■ TASK DIRECTIONS ■
Word for word, restate the lines from the start of the data down to the line with "and fill tracking.", both included.

■ AVAILABLE DATA ■
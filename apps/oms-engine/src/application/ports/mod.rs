//! Ports: interfaces to systems outside the OMS boundary.

mod account_port;
mod venue_port;

pub use account_port::{AccountDataPort, StaticAccountData};
pub use venue_port::{
    ExecutionReport, VenueConnector, VenueError, VenueOrderSnapshot, VenueOrderStatus,
    VenueSubmitRequest,
};
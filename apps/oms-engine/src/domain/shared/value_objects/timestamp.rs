//! Timestamp value object for lifecycle bookkeeping.

use chrono::{DateTime, Utc};
use serde::{Deserialize, Serialize};
use std::fmt;

/// A UTC timestamp for order lifecycle and fill tracking.
#[derive(Debug, Clone, Copy, PartialEq, Eq, PartialOrd, Ord, Hash, Serialize, Deserialize)]
#[serde(transparent)]
pub struct Timestamp(DateTime<Utc>);

impl Timestamp {
    /// Create a new Timestamp from a `DateTime<Utc>`.
    #[must_use]
    pub const fn new(dt: DateTime<Utc>) -> Self {
        Self(dt)
    }

    /// Get the current timestamp.
    #[must_use]
    pub fn now() -> Self {
        Self(Utc::now())
    }

    /// Parse from an RFC 3339 string.
    ///
    /// # Errors
    ///
    /// Returns error if the string is not a valid RFC 3339 timestamp.
    pub fn parse(s: &str) -> Result<Self, chrono::ParseError> {
        let dt = DateTime::parse_from_rfc3339(s)?;
        Ok(Self(dt.with_timezone(&Utc)))
    }

    /// Get the inner `DateTime<Utc>`.
    #[must_use]
    pub const fn as_datetime(&self) -> DateTime<Utc> {
        self.0
    }

    /// Format as an RFC 3339 string.
    #[must_use]
    pub fn to_rfc3339(&self) -> String {
        self.0.to_rfc3339()
    }

    /// Seconds elapsed since another timestamp (negative if earlier).
    #[must_use]
    pub fn seconds_since(&self, other: Self) -> i64 {
        (self.0 - other.0).num_seconds()
    }

    /// Returns true if this timestamp is in the past.
    #[must_use]
    pub fn is_past(&self) -> bool {
        self.0 <= Utc::now()
    }
}

impl Default for Timestamp {
    fn default() -> Self {
        Self::now()
    }
}

impl fmt::Display for Timestamp {
    fn fmt(&self, f: &mut fmt::Formatter<'_>) -> fmt::Result {
        write!(f, "{}", self.0.to_rfc3339())
    }
}

impl From<DateTime<Utc>> for Timestamp {
    fn from(dt: DateTime<Utc>) -> Self {
        Self(dt)
    }
}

■ REPLY ■
filename apps/oms-engine/src/application/ports/mod.rs
//! Ports: interfaces to systems outside the OMS boundary.

mod account_port;
mod venue_port;

pub use account_port::{AccountDataPort, StaticAccountData};
pub use venue_port::{
    ExecutionReport, VenueConnector, VenueError, VenueOrderSnapshot, VenueOrderStatus,
    VenueSubmitRequest,
};
filename apps/oms-engine/src/domain/shared/value_objects/timestamp.rs
//! Timestamp value object for lifecycle bookkeeping.

use chrono::{DateTime, Utc};
use serde::{Deserialize, Serialize};
use std::fmt;

/// A UTC timestamp for order lifecycle and fill tracking.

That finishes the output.